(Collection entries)
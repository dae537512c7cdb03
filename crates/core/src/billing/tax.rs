//! Tax rate resolution and calculation.

use chrono::NaiveDate;
use rust_decimal::Decimal;

use super::error::BillingError;
use super::storage::round_money;
use super::types::{TaxComputation, TaxRate, TaxType};

/// Resolves the tax rate for `tax_type` as of `as_of`.
///
/// Picks the active row with the latest `effective_from` not after `as_of`;
/// when no date-scoped row matches, falls back to the row marked
/// `is_default`. Resolution never guesses: a missing rate is an error the
/// caller must handle.
///
/// # Errors
///
/// Returns `BillingError::TaxRateNotFound` when neither a dated nor a
/// default row resolves.
pub fn resolve_tax_rate<'a>(
    rates: &'a [TaxRate],
    tax_type: TaxType,
    as_of: NaiveDate,
) -> Result<&'a TaxRate, BillingError> {
    let active = || rates.iter().filter(|r| r.is_active && r.tax_type == tax_type);

    let dated = active()
        .filter(|r| r.effective_from <= as_of)
        .max_by_key(|r| r.effective_from);

    dated
        .or_else(|| active().find(|r| r.is_default))
        .ok_or(BillingError::TaxRateNotFound { tax_type })
}

/// Computes the tax on `amount` for `tax_type`.
///
/// `tax_amount = amount * rate / 100`, rounded half-up to 2 decimal places.
/// A zero rate or an exempt-flagged row yields `is_exempt = true` with a
/// zero amount.
///
/// # Errors
///
/// Returns `BillingError::TaxRateNotFound` when no rate resolves.
pub fn calculate_tax(
    amount: Decimal,
    tax_type: TaxType,
    rates: &[TaxRate],
    as_of: NaiveDate,
) -> Result<TaxComputation, BillingError> {
    let rate = resolve_tax_rate(rates, tax_type, as_of)?;

    if rate.is_exempt || rate.rate.is_zero() {
        return Ok(TaxComputation {
            tax_type,
            rate: rate.rate,
            tax_amount: Decimal::ZERO,
            is_exempt: true,
        });
    }

    let tax_amount = round_money(amount * rate.rate / Decimal::ONE_HUNDRED);
    Ok(TaxComputation {
        tax_type,
        rate: rate.rate,
        tax_amount,
        is_exempt: false,
    })
}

→ About this task:
Produce a word-for-word restatement of all the records.

→ Reply:
repository dae537512c7cdb03
filename crates/core/src/billing/tax.rs
//! Tax rate resolution and calculation.

use chrono::NaiveDate;
use rust_decimal::Decimal;

use super::error::BillingError;
use super::storage::round_money;
use super::types::{TaxComputation, TaxRate, TaxType};

/// Resolves the tax rate for `tax_type` as of `as_of`.
///
/// Picks the active row with the latest `effective_from` not after `as_of`;
/// when no date-scoped row matches, falls back to the row marked
/// `is_default`. Resolution never guesses: a missing rate is an error the
/// caller must handle.
///
/// # Errors
///
/// Returns `BillingError::TaxRateNotFound` when neither a dated nor a
/// default row resolves.
pub fn resolve_tax_rate<'a>(
    rates: &'a [TaxRate],
    tax_type: TaxType,
    as_of: NaiveDate,
) -> Result<&'a TaxRate, BillingError> {
    let active = || rates.iter().filter(|r| r.is_active && r.tax_type == tax_type);

    let dated = active()
        .filter(|r| r.effective_from <= as_of)
        .max_by_key(|r| r.effective_from);

    dated
        .or_else(|| active().find(|r| r.is_default))
        .ok_or(BillingError::TaxRateNotFound { tax_type })
}

/// Computes the tax on `amount` for `tax_type`.
///
/// `tax_amount = amount * rate / 100`, rounded half-up to 2 decimal places.
/// A zero rate or an exempt-flagged row yields `is_exempt = true` with a
/// zero amount.
///
/// # Errors
///
/// Returns `BillingError::TaxRateNotFound` when no rate resolves.
pub fn calculate_tax(
    amount: Decimal,
    tax_type: TaxType,
    rates: &[TaxRate],
    as_of: NaiveDate,
) -> Result<TaxComputation, BillingError> {
    let rate = resolve_tax_rate(rates, tax_type, as_of)?;

    if rate.is_exempt || rate.rate.is_zero() {
        return Ok(TaxComputation {
            tax_type,
            rate: rate.rate,
            tax_amount: Decimal::ZERO,
            is_exempt: true,
        });
    }

    let tax_amount = round_money(amount * rate.rate / Decimal::ONE_HUNDRED);
    Ok(TaxComputation {
        tax_type,
        rate: rate.rate,
        tax_amount,
        is_exempt: false,
    })
}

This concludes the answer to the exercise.